### Try it
What follows is a set of records, each of which is to be written out exactly.

### Material for this task
☆ ☆ ☆ ☆

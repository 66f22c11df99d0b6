// Copyright 2021 Datafuse Labs.
//
// Licensed under the Apache License, Version 2.0 (the "License");
// you may not use this file except in compliance with the License.
// You may obtain a copy of the License at
//
//     http://www.apache.org/licenses/LICENSE-2.0
//
// Unless required by applicable law or agreed to in writing, software
// distributed under the License is distributed on an "AS IS" BASIS,
// WITHOUT WARRANTIES OR CONDITIONS OF ANY KIND, either express or implied.
// See the License for the specific language governing permissions and
// limitations under the License.

use std::sync::Arc;

use common_beacon_client::DiscoverySender;
use common_beacon_rpc::BeaconMes;
use common_beacon_rpc::BeaconRouter;
use common_beacon_types::ManagerRequest;
use common_beacon_types::NamingRequest;
use common_beacon_types::QueryRequest;
use common_beacon_types::TsoRequest;
use common_tracing::tracing;
use serde::Serialize;
use tonic::Request;
use tonic::Response;
use tonic::Status;

/// The stateless gateway: accepts the client surface and forwards to the
/// current leader through its own leader router, so clients can point at a
/// stable fleet instead of tracking the raft peer set.
pub struct RouterServiceImpl {
    sender: Arc<DiscoverySender>,
}

impl RouterServiceImpl {
    pub fn new(sender: Arc<DiscoverySender>) -> Self {
        Self { sender }
    }

    fn reply<T: Serialize>(v: &T) -> Result<Response<BeaconMes>, Status> {
        let data = serde_json::to_string(v)
            .map_err(|e| Status::internal(format!("serialize reply: {}", e)))?;
        Ok(Response::new(BeaconMes::from_data(data)))
    }

    fn parse<T: serde::de::DeserializeOwned>(mes: BeaconMes) -> Result<T, Status> {
        serde_json::from_str(&mes.data)
            .map_err(|e| Status::invalid_argument(format!("parse request fail: {}", e)))
    }

    fn forward_err(e: impl std::fmt::Display) -> Status {
        tracing::warn!("router forward fail: {}", e);
        Status::unavailable(format!("forward to discovery fail: {}", e))
    }
}

#[tonic::async_trait]
impl BeaconRouter for RouterServiceImpl {
    async fn manager(&self, request: Request<BeaconMes>) -> Result<Response<BeaconMes>, Status> {
        let req: ManagerRequest = Self::parse(request.into_inner())?;
        let resp = self
            .sender
            .discovery_manager(&req)
            .await
            .map_err(Self::forward_err)?;
        Self::reply(&resp)
    }

    async fn query(&self, request: Request<BeaconMes>) -> Result<Response<BeaconMes>, Status> {
        let req: QueryRequest = Self::parse(request.into_inner())?;
        let resp = self
            .sender
            .discovery_query(&req)
            .await
            .map_err(Self::forward_err)?;
        Self::reply(&resp)
    }

    async fn naming(&self, request: Request<BeaconMes>) -> Result<Response<BeaconMes>, Status> {
        let req: NamingRequest = Self::parse(request.into_inner())?;
        let resp = self
            .sender
            .discovery_naming(&req)
            .await
            .map_err(Self::forward_err)?;
        Self::reply(&resp)
    }

    async fn tso(&self, request: Request<BeaconMes>) -> Result<Response<BeaconMes>, Status> {
        let req: TsoRequest = Self::parse(request.into_inner())?;
        let resp = self.sender.tso(&req).await.map_err(Self::forward_err)?;
        Self::reply(&resp)
    }
}
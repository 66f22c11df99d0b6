// Copyright 2021 Datafuse Labs.
//
// Licensed under the Apache License, Version 2.0 (the "License");
// you may not use this file except in compliance with the License.
// You may obtain a copy of the License at
//
//     http://www.apache.org/licenses/LICENSE-2.0
//
// Unless required by applicable law or agreed to in writing, software
// distributed under the License is distributed on an "AS IS" BASIS,
// WITHOUT WARRANTIES OR CONDITIONS OF ANY KIND, either express or implied.
// See the License for the specific language governing permissions and
// limitations under the License.

use byteorder::BigEndian;
use byteorder::ByteOrder;
use common_exception::ErrorCode;
use common_exception::Result;
use serde::de::DeserializeOwned;
use serde::Serialize;
use sled::IVec;

/// Serialize/deserialize a value for sled storage.
pub trait SledSerde: Serialize + DeserializeOwned {
    fn ser(&self) -> Result<IVec> {
        let x = serde_json::to_vec(self)?;
        Ok(x.into())
    }

    fn de<T: AsRef<[u8]>>(v: T) -> Result<Self>
    where Self: Sized {
        let s = serde_json::from_slice(v.as_ref())?;
        Ok(s)
    }
}

impl<T> SledSerde for T where T: Serialize + DeserializeOwned {}

/// Serialize/deserialize a sled key, preserving the value order in the byte
/// representation so that range scans see keys in their natural order.
pub trait SledOrderedSerde: Sized {
    fn ser(&self) -> Result<IVec>;
    fn de<T: AsRef<[u8]>>(v: T) -> Result<Self>;
}

impl SledOrderedSerde for u64 {
    fn ser(&self) -> Result<IVec> {
        let size = std::mem::size_of::<u64>();
        let mut buf = vec![0; size];
        BigEndian::write_u64(&mut buf, *self);
        Ok(buf.into())
    }

    fn de<T: AsRef<[u8]>>(v: T) -> Result<Self> {
        let res = BigEndian::read_u64(v.as_ref());
        Ok(res)
    }
}

impl SledOrderedSerde for i64 {
    // Flip the sign bit so negative values sort before positive ones.
    fn ser(&self) -> Result<IVec> {
        let biased = (*self as u64) ^ (1 << 63);
        SledOrderedSerde::ser(&biased)
    }

    fn de<T: AsRef<[u8]>>(v: T) -> Result<Self> {
        let biased = <u64 as SledOrderedSerde>::de(v)?;
        Ok((biased ^ (1 << 63)) as i64)
    }
}

impl SledOrderedSerde for String {
    fn ser(&self) -> Result<IVec> {
        Ok(IVec::from(self.as_bytes()))
    }

    fn de<T: AsRef<[u8]>>(v: T) -> Result<Self> {
        let s = String::from_utf8(v.as_ref().to_vec())
            .map_err(|e| ErrorCode::MetaStoreDamaged(format!("invalid utf8 key: {}", e)))?;
        Ok(s)
    }
}
// Copyright 2021 Datafuse Labs.
//
// Licensed under the Apache License, Version 2.0 (the "License");
// you may not use this file except in compliance with the License.
// You may obtain a copy of the License at
//
//     http://www.apache.org/licenses/LICENSE-2.0
//
// Unless required by applicable law or agreed to in writing, software
// distributed under the License is distributed on an "AS IS" BASIS,
// WITHOUT WARRANTIES OR CONDITIONS OF ANY KIND, either express or implied.
// See the License for the specific language governing permissions and
// limitations under the License.

use common_exception::ErrorCode;
use common_exception::Result;

/// Block until SIGINT or SIGTERM is delivered to the process.
pub async fn wait_for_shutdown_signal() -> Result<()> {
    use tokio::signal::unix::signal;
    use tokio::signal::unix::SignalKind;

    let mut sigterm = signal(SignalKind::terminate())
        .map_err(|e| ErrorCode::TokioError(format!("install SIGTERM handler: {}", e)))?;
    let mut sigint = signal(SignalKind::interrupt())
        .map_err(|e| ErrorCode::TokioError(format!("install SIGINT handler: {}", e)))?;

    tokio::select! {
        _ = sigterm.recv() => {}
        _ = sigint.recv() => {}
    }
    Ok(())
}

☆ ☆ ☆ ☆

### Completed exercise
repository 66f22c11df99d0b6
// Copyright 2021 Datafuse Labs.
//
// Licensed under the Apache License, Version 2.0 (the "License");
// you may not use this file except in compliance with the License.
// You may obtain a copy of the License at
//
//     http://www.apache.org/licenses/LICENSE-2.0
//
// Unless required by applicable law or agreed to in writing, software
// distributed under the License is distributed on an "AS IS" BASIS,
// WITHOUT WARRANTIES OR CONDITIONS OF ANY KIND, either express or implied.
// See the License for the specific language governing permissions and
// limitations under the License.

use std::sync::Arc;

use common_beacon_client::DiscoverySender;
use common_beacon_rpc::BeaconMes;
use common_beacon_rpc::BeaconRouter;
use common_beacon_types::ManagerRequest;
use common_beacon_types::NamingRequest;
use common_beacon_types::QueryRequest;
use common_beacon_types::TsoRequest;
use common_tracing::tracing;
use serde::Serialize;
use tonic::Request;
use tonic::Response;
use tonic::Status;

/// The stateless gateway: accepts the client surface and forwards to the
/// current leader through its own leader router, so clients can point at a
/// stable fleet instead of tracking the raft peer set.
pub struct RouterServiceImpl {
    sender: Arc<DiscoverySender>,
}

impl RouterServiceImpl {
    pub fn new(sender: Arc<DiscoverySender>) -> Self {
        Self { sender }
    }

    fn reply<T: Serialize>(v: &T) -> Result<Response<BeaconMes>, Status> {
        let data = serde_json::to_string(v)
            .map_err(|e| Status::internal(format!("serialize reply: {}", e)))?;
        Ok(Response::new(BeaconMes::from_data(data)))
    }

    fn parse<T: serde::de::DeserializeOwned>(mes: BeaconMes) -> Result<T, Status> {
        serde_json::from_str(&mes.data)
            .map_err(|e| Status::invalid_argument(format!("parse request fail: {}", e)))
    }

    fn forward_err(e: impl std::fmt::Display) -> Status {
        tracing::warn!("router forward fail: {}", e);
        Status::unavailable(format!("forward to discovery fail: {}", e))
    }
}

#[tonic::async_trait]
impl BeaconRouter for RouterServiceImpl {
    async fn manager(&self, request: Request<BeaconMes>) -> Result<Response<BeaconMes>, Status> {
        let req: ManagerRequest = Self::parse(request.into_inner())?;
        let resp = self
            .sender
            .discovery_manager(&req)
            .await
            .map_err(Self::forward_err)?;
        Self::reply(&resp)
    }

    async fn query(&self, request: Request<BeaconMes>) -> Result<Response<BeaconMes>, Status> {
        let req: QueryRequest = Self::parse(request.into_inner())?;
        let resp = self
            .sender
            .discovery_query(&req)
            .await
            .map_err(Self::forward_err)?;
        Self::reply(&resp)
    }

    async fn naming(&self, request: Request<BeaconMes>) -> Result<Response<BeaconMes>, Status> {
        let req: NamingRequest = Self::parse(request.into_inner())?;
        let resp = self
            .sender
            .discovery_naming(&req)
            .await
            .map_err(Self::forward_err)?;
        Self::reply(&resp)
    }

    async fn tso(&self, request: Request<BeaconMes>) -> Result<Response<BeaconMes>, Status> {
        let req: TsoRequest = Self::parse(request.into_inner())?;
        let resp = self.sender.tso(&req).await.map_err(Self::forward_err)?;
        Self::reply(&resp)
    }
}
repository 66f22c11df99d0b6
// Copyright 2021 Datafuse Labs.
//
// Licensed under the Apache License, Version 2.0 (the "License");
// you may not use this file except in compliance with the License.
// You may obtain a copy of the License at
//
//     http://www.apache.org/licenses/LICENSE-2.0
//
// Unless required by applicable law or agreed to in writing, software
// distributed under the License is distributed on an "AS IS" BASIS,
// WITHOUT WARRANTIES OR CONDITIONS OF ANY KIND, either express or implied.
// See the License for the specific language governing permissions and
// limitations under the License.

use byteorder::BigEndian;
use byteorder::ByteOrder;
use common_exception::ErrorCode;
use common_exception::Result;
use serde::de::DeserializeOwned;
use serde::Serialize;
use sled::IVec;

/// Serialize/deserialize a value for sled storage.
pub trait SledSerde: Serialize + DeserializeOwned {
    fn ser(&self) -> Result<IVec> {
        let x = serde_json::to_vec(self)?;
        Ok(x.into())
    }

    fn de<T: AsRef<[u8]>>(v: T) -> Result<Self>
    where Self: Sized {
        let s = serde_json::from_slice(v.as_ref())?;
        Ok(s)
    }
}

impl<T> SledSerde for T where T: Serialize + DeserializeOwned {}

/// Serialize/deserialize a sled key, preserving the value order in the byte
/// representation so that range scans see keys in their natural order.
pub trait SledOrderedSerde: Sized {
    fn ser(&self) -> Result<IVec>;
    fn de<T: AsRef<[u8]>>(v: T) -> Result<Self>;
}

impl SledOrderedSerde for u64 {
    fn ser(&self) -> Result<IVec> {
        let size = std::mem::size_of::<u64>();
        let mut buf = vec![0; size];
        BigEndian::write_u64(&mut buf, *self);
        Ok(buf.into())
    }

    fn de<T: AsRef<[u8]>>(v: T) -> Result<Self> {
        let res = BigEndian::read_u64(v.as_ref());
        Ok(res)
    }
}

impl SledOrderedSerde for i64 {
    // Flip the sign bit so negative values sort before positive ones.
    fn ser(&self) -> Result<IVec> {
        let biased = (*self as u64) ^ (1 << 63);
        SledOrderedSerde::ser(&biased)
    }

    fn de<T: AsRef<[u8]>>(v: T) -> Result<Self> {
        let biased = <u64 as SledOrderedSerde>::de(v)?;
        Ok((biased ^ (1 << 63)) as i64)
    }
}

impl SledOrderedSerde for String {
    fn ser(&self) -> Result<IVec> {
        Ok(IVec::from(self.as_bytes()))
    }

    fn de<T: AsRef<[u8]>>(v: T) -> Result<Self> {
        let s = String::from_utf8(v.as_ref().to_vec())
            .map_err(|e| ErrorCode::MetaStoreDamaged(format!("invalid utf8 key: {}", e)))?;
        Ok(s)
    }
}
// Copyright 2021 Datafuse Labs.
//
// Licensed under the Apache License, Version 2.0 (the "License");
// you may not use this file except in compliance with the License.
// You may obtain a copy of the License at
//
//     http://www.apache.org/licenses/LICENSE-2.0
//
// Unless required by applicable law or agreed to in writing, software
// distributed under the License is distributed on an "AS IS" BASIS,
// WITHOUT WARRANTIES OR CONDITIONS OF ANY KIND, either express or implied.
// See the License for the specific language governing permissions and
// limitations under the License.

use common_exception::ErrorCode;
use common_exception::Result;

/// Block until SIGINT or SIGTERM is delivered to the process.
pub async fn wait_for_shutdown_signal() -> Result<()> {
    use tokio::signal::unix::signal;
    use tokio::signal::unix::SignalKind;

    let mut sigterm = signal(SignalKind::terminate())
        .map_err(|e| ErrorCode::TokioError(format!("install SIGTERM handler: {}", e)))?;
    let mut sigint = signal(SignalKind::interrupt())
        .map_err(|e| ErrorCode::TokioError(format!("install SIGINT handler: {}", e)))?;

    tokio::select! {
        _ = sigterm.recv() => {}
        _ = sigint.recv() => {}
    }
    Ok(())
}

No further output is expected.